Archive for Oktober 2012

Pergilah ...!

No Comments »


Dan ketika aku merasa bahwa semua ini akan berujung sia-sia, aku membiarkan sakuraku tumbuh begitu saja. Otakku sepenuhnya sadar bahwa sakura itu tak akan pernah bisa kusentuh dengan cara apapun meski bunga itu terus saja bermekaran. Ketika semuanya telah mencapai puncak dari segalanya, sakura itu luruh satu per satu. Kemudian layu, mengering, lalu berserakan tanpa guna. Dan seketika itu pula aku sadar, bahwa dunia kita sangat berbeda. Di matamu, selamanya aku hanyalah anak-anak, tak lebih. Jadi, sebelum lubang di hati itu melebar karena kau gerogoti setiap saat, maka pergilah!
Ya, pergilah sampai aku benar-benar tak bisa melihatmu sesuka hati.
Pergilah sampai aku tak mengingat dirimu lagi.
Pergilah sampai aku bisa melupakanmu.
Pergilah sampai aku bisa melupakan sakura yang pernah kutanam dengan sepenuh hati ...

Aku tahu, cepat atau lambat kau tak lagi ada di sini. Aku tahu, cepat atau lambat kau akan menyingkir perlahan-lahan dari hidupku. Aku tahu, sakura itu tidak akan pernah tumbuh di hatimu, sekuat apa pun aku mencoba menanamkannya. Aku tahu, lambat laun kuncup-kuncup yang telah mekar di jiwaku ini akan semakin layu karena tak kau sirami. Dan aku pun tahu, semua ini akan berakhir sia-sia …

Jadi, bisakah kau pergi?
Benar. Aku ingin kau pergi jauh-jauh dariku, meski aku tak tahu apa yang akan terjadi pada diriku selanjutnya. Iya, aku merasakan ada yang patah di sini ketika menyadari sebuah kenyataan yang sama. Kenyataan seperti yang telah kuhadapi di hari-hari yang telah lalu. Hatiku, Kazu. Hatiku patah dan mungkin akan semakin berserakan jika kau masih tetap hinggap di kepalaku.

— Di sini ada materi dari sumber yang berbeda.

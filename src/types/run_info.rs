//! Run metadata
//!
//! Every dataset carries the metadata of the run it came from: sample logs, the per-pulse proton
//! charge log and named properties written by the reduction.

use serde::{Deserialize, Serialize};
use std::collections::BTreeMap;

/// Value of a named run property.
#[derive(Clone, Debug, Deserialize, PartialEq, Serialize)]
#[serde(untagged)]
pub enum PropertyValue {
    Flag(bool),
    Int(i64),
    Float(f64),
    Text(String),
}

impl From<bool> for PropertyValue {
    fn from(value: bool) -> Self {
        PropertyValue::Flag(value)
    }
}

impl From<i32> for PropertyValue {
    fn from(value: i32) -> Self {
        PropertyValue::Int(value.into())
    }
}

impl From<i64> for PropertyValue {
    fn from(value: i64) -> Self {
        PropertyValue::Int(value)
    }
}

impl From<f64> for PropertyValue {
    fn from(value: f64) -> Self {
        PropertyValue::Float(value)
    }
}

impl From<&str> for PropertyValue {
    fn from(value: &str) -> Self {
        PropertyValue::Text(value.to_string())
    }
}

impl From<String> for PropertyValue {
    fn from(value: String) -> Self {
        PropertyValue::Text(value)
    }
}

/// Metadata of a run.
#[derive(Clone, Debug, Default, Deserialize, PartialEq, Serialize)]
pub struct RunInfo {
    /// Run number
    pub run_number: i64,
    /// Absolute start time of the run in nanoseconds
    pub start_time_ns: i64,
    /// Sample logs, by name
    pub logs: BTreeMap<String, Vec<f64>>,
    /// Proton charge per pulse, keyed by absolute pulse time in nanoseconds
    pub proton_charge: BTreeMap<i64, f64>,
    /// Properties written during reduction
    pub properties: BTreeMap<String, PropertyValue>,
}

impl RunInfo {
    /// Return a new RunInfo with no logs.
    pub fn new(run_number: i64, start_time_ns: i64) -> Self {
        RunInfo {
            run_number,
            start_time_ns,
            ..Default::default()
        }
    }

    /// Returns the absolute mean of the first log found in `names`.
    ///
    /// Logs that are missing or empty are skipped.
    pub fn log_mean<S: AsRef<str>>(&self, names: &[S]) -> Option<f64> {
        names.iter().find_map(|name| {
            let values = self.logs.get(name.as_ref())?;
            if values.is_empty() {
                return None;
            }
            let mean = values.iter().sum::<f64>() / values.len() as f64;
            Some(mean.abs())
        })
    }

    /// Total proton charge over all pulses in the log.
    pub fn integrated_proton_charge(&self) -> f64 {
        self.proton_charge.values().sum()
    }

    /// Keep only pulses with absolute time in `[start_ns, stop_ns)`.
    pub fn restrict_pulses(&mut self, start_ns: i64, stop_ns: i64) {
        self.proton_charge
            .retain(|time, _| *time >= start_ns && *time < stop_ns);
    }

    /// Merge metadata of another dataset into this one.
    ///
    /// The pulse logs are united so that chunks of the same run never count a pulse twice.
    /// Sample logs are concatenated. Existing properties are kept.
    pub fn merge(&mut self, other: &RunInfo) {
        for (time, charge) in &other.proton_charge {
            self.proton_charge.entry(*time).or_insert(*charge);
        }
        if self.run_number != other.run_number {
            for (name, values) in &other.logs {
                self.logs
                    .entry(name.clone())
                    .or_default()
                    .extend(values.iter().copied());
            }
        } else {
            for (name, values) in &other.logs {
                self.logs
                    .entry(name.clone())
                    .or_insert_with(|| values.clone());
            }
        }
        for (name, value) in &other.properties {
            self.properties
                .entry(name.clone())
                .or_insert_with(|| value.clone());
        }
    }

    /// Set a named property.
    pub fn set_property<V: Into<PropertyValue>>(&mut self, name: &str, value: V) {
        self.properties.insert(name.to_string(), value.into());
    }

    /// Get a named property.
    pub fn property(&self, name: &str) -> Option<&PropertyValue> {
        self.properties.get(name)
    }
}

                                                                                                         ****

"Kau serius?" Raisa menatap mataku lekat-lekat.
AKu mengangguk pasti. "Untuk apa aku berbohong padamu?"
"Ya, Tuhan! Jangan bilang dia tidak menyadarinya sampai saat ini!"
"Menyadari apa?"
"Jangan pura-pura bodoh, Alia. Aku tahu kau diam-diam telah menyirami bunga sakura itu setiap hari. Dan apa kabarnya sekarang?"
"Bunga itu telah layu. Aku tak akan pernah menyiraminya lagi."
"Alia! Jangan bertindak bodoh!"
"Ku rasa, ini adalah hal paling benar yang harus kulakukan kalau tak ingin remuk redam."
Raisa terdiam.
"Sudahlah, Raisa. Duniaku dan dunianya begitu berbeda. Dia adalah langit biru, sedangkan aku hanyalah debu yang beterbangan."
"Astaga! Kau terlalu merendah!"
Aku menggeleng cepat. "Tidak, Raisa. Itu memang benar. Memangnya apa yang bisa dia lihat dariku? Sampai kapan pun, aku hanya akan terlihat sebagai anak kecil di matanya, tak lebih."
"Kau tidak percaya diri hanya karena dia 'terlalu dewasa' di matamu?" Raisa tampak gemas.
Aku menunduk.
"Alia, apakah kau akan menyerah begitu saja?"
aku mengangguk. "Mau tak mau, ini harus kuakhiri. Aku tahu, ini adalah hal yang sia-sia."
"Mengapa?"
"Karena dia akan pergi, dan memang lebih baik kalau dia pergi. Dengan begitu, aku bisa cepat melupakannya."
"Bukankah impianmu nyaris sama dengan dirinya?"
"Apa?"
"Negeri Sakura."
Aku terdiam. Ya, Raisa benar ...
"Sudahlah, Raisa ... jangan ingatkan hal itu kepadaku."
"Kau tak ingin dia tahu?" tanya Raisa dengan wajah serius.
"Tahu apa?"
"Ya ... tahu bahwa kau telah menyirami sakura itu setiap hari."
Aku menggeleng. "Tidak. Aku tak ingin mengulangi kebodohan itu untuk yang kesekian kalinya. Apa gunanya kalau dia tahu? Mungkin itu akan melegakanku, tapi sama sekali tidak bisa mengubah kenyataan."
"Alia ..."
"Aku akan melepasnya, Raisa. Mulai detik ini, aku akan menghapus namanya dari otakku!"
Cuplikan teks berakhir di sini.